[Work to be completed] Quote every entry word for word.

[Data provided]
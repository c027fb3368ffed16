//! Server startup and graceful shutdown

use anyhow::Result;
use axum::Router;
use stagedoc_core::Config;
use std::net::SocketAddr;

/// Start the server with graceful shutdown
pub async fn start_server(config: &Config, app: Router) -> Result<()> {
    let addr = format!("0.0.0.0:{}", config.server_port());
    tracing::info!(addr = %addr, "Starting server");

    let listener = tokio::net::TcpListener::bind(&addr).await?;

    tracing::info!(
        signed_url_ttl_secs = config.signed_url_ttl_secs(),
        object_storage = config.s3_bucket().is_some(),
        "Server ready and accepting connections"
    );

    axum::serve(
        listener,
        app.into_make_service_with_connect_info::<SocketAddr>(),
    )
    .with_graceful_shutdown(shutdown_signal())
    .await?;

    Ok(())
}

/// Signal handler for graceful shutdown
///
/// Listens for Ctrl+C (SIGINT) and SIGTERM signals to initiate graceful shutdown.
///
/// # Panics
/// - Panics if Ctrl+C signal handler cannot be installed (unrecoverable system error)
/// - On Unix systems, panics if SIGTERM signal handler cannot be installed (unrecoverable system error)
async fn shutdown_signal() {
    let ctrl_c = async {
        tokio::signal::ctrl_c()
            .await
            .expect("Failed to install Ctrl+C handler");
    };

    #[cfg(unix)]
    let terminate = async {
        tokio::signal::unix::signal(tokio::signal::unix::SignalKind::terminate())
            .expect("Failed to install signal handler")
            .recv()
            .await;
    };

    #[cfg(not(unix))]
    let terminate = std::future::pending::<()>();

    tokio::select! {
        _ = ctrl_c => {
            tracing::info!("Received Ctrl+C signal");
        },
        _ = terminate => {
            tracing::info!("Received terminate signal");
        },
    }

    tracing::info!("Shutting down gracefully...");
}
/// Object-storage streaming with per-transport fallback: native backend
/// stream, then HTTP GET on the signed URL, then a redirect to it. No bytes
/// have been written to the caller before a fallback fires; once a response
/// body is handed to the server, mid-flight errors just end the connection.
async fn stream_object(
    key: &str,
    signed_url: &str,
    delivery: &Delivery,
    http: &reqwest::Client,
    store: Option<&dyn DocumentStore>,
) -> Result<Response, AppError> {
    if let Some(store) = store {
        match store.download_stream(key).await {
            Ok(download) => {
                let body = Body::from_stream(into_io_stream(download.stream));
                return streaming_response(delivery, download.size, body);
            }
            Err(e) => {
                tracing::warn!(
                    key = %key,
                    error = %e,
                    "Primary storage stream failed to open; falling back to HTTP transport"
                );
            }
        }
    }

    match http.get(signed_url).send().await {
        Ok(response) if response.status().is_success() => {
            let size = response.content_length();
            let stream = response
                .bytes_stream()
                .map(|result| result.map_err(std::io::Error::other));
            streaming_response(delivery, size, Body::from_stream(stream))
        }
        Ok(response) => {
            tracing::warn!(
                key = %key,
                status = %response.status(),
                "HTTP transport returned an error status; falling back to redirect"
            );
            redirect_response(signed_url)
        }
        Err(e) => {
            tracing::warn!(
                key = %key,
                error = %e,
                "HTTP transport failed to open; falling back to redirect"
            );
            redirect_response(signed_url)
        }
    }
}

fn into_io_stream(
    stream: stagedoc_storage::ByteStream,
) -> impl futures::Stream<Item = Result<bytes::Bytes, std::io::Error>> {
    stream.map(|result| {
        result.map_err(|e| std::io::Error::other(format!("Storage stream error: {}", e)))
    })
}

[Response box]
repository c027fb3368ffed16
//! Server startup and graceful shutdown

use anyhow::Result;
use axum::Router;
use stagedoc_core::Config;
use std::net::SocketAddr;

/// Start the server with graceful shutdown
pub async fn start_server(config: &Config, app: Router) -> Result<()> {
    let addr = format!("0.0.0.0:{}", config.server_port());
    tracing::info!(addr = %addr, "Starting server");

    let listener = tokio::net::TcpListener::bind(&addr).await?;

    tracing::info!(
        signed_url_ttl_secs = config.signed_url_ttl_secs(),
        object_storage = config.s3_bucket().is_some(),
        "Server ready and accepting connections"
    );

    axum::serve(
        listener,
        app.into_make_service_with_connect_info::<SocketAddr>(),
    )
    .with_graceful_shutdown(shutdown_signal())
    .await?;

    Ok(())
}

/// Signal handler for graceful shutdown
///
/// Listens for Ctrl+C (SIGINT) and SIGTERM signals to initiate graceful shutdown.
///
/// # Panics
/// - Panics if Ctrl+C signal handler cannot be installed (unrecoverable system error)
/// - On Unix systems, panics if SIGTERM signal handler cannot be installed (unrecoverable system error)
async fn shutdown_signal() {
    let ctrl_c = async {
        tokio::signal::ctrl_c()
            .await
            .expect("Failed to install Ctrl+C handler");
    };

    #[cfg(unix)]
    let terminate = async {
        tokio::signal::unix::signal(tokio::signal::unix::SignalKind::terminate())
            .expect("Failed to install signal handler")
            .recv()
            .await;
    };

    #[cfg(not(unix))]
    let terminate = std::future::pending::<()>();

    tokio::select! {
        _ = ctrl_c => {
            tracing::info!("Received Ctrl+C signal");
        },
        _ = terminate => {
            tracing::info!("Received terminate signal");
        },
    }

    tracing::info!("Shutting down gracefully...");
}
/// Object-storage streaming with per-transport fallback: native backend
/// stream, then HTTP GET on the signed URL, then a redirect to it. No bytes
/// have been written to the caller before a fallback fires; once a response
/// body is handed to the server, mid-flight errors just end the connection.
async fn stream_object(
    key: &str,
    signed_url: &str,
    delivery: &Delivery,
    http: &reqwest::Client,
    store: Option<&dyn DocumentStore>,
) -> Result<Response, AppError> {
    if let Some(store) = store {
        match store.download_stream(key).await {
            Ok(download) => {
                let body = Body::from_stream(into_io_stream(download.stream));
                return streaming_response(delivery, download.size, body);
            }
            Err(e) => {
                tracing::warn!(
                    key = %key,
                    error = %e,
                    "Primary storage stream failed to open; falling back to HTTP transport"
                );
            }
        }
    }

    match http.get(signed_url).send().await {
        Ok(response) if response.status().is_success() => {
            let size = response.content_length();
            let stream = response
                .bytes_stream()
                .map(|result| result.map_err(std::io::Error::other));
            streaming_response(delivery, size, Body::from_stream(stream))
        }
        Ok(response) => {
            tracing::warn!(
                key = %key,
                status = %response.status(),
                "HTTP transport returned an error status; falling back to redirect"
            );
            redirect_response(signed_url)
        }
        Err(e) => {
            tracing::warn!(
                key = %key,
                error = %e,
                "HTTP transport failed to open; falling back to redirect"
            );
            redirect_response(signed_url)
        }
    }
}

fn into_io_stream(
    stream: stagedoc_storage::ByteStream,
) -> impl futures::Stream<Item = Result<bytes::Bytes, std::io::Error>> {
    stream.map(|result| {
        result.map_err(|e| std::io::Error::other(format!("Storage stream error: {}", e)))
    })
}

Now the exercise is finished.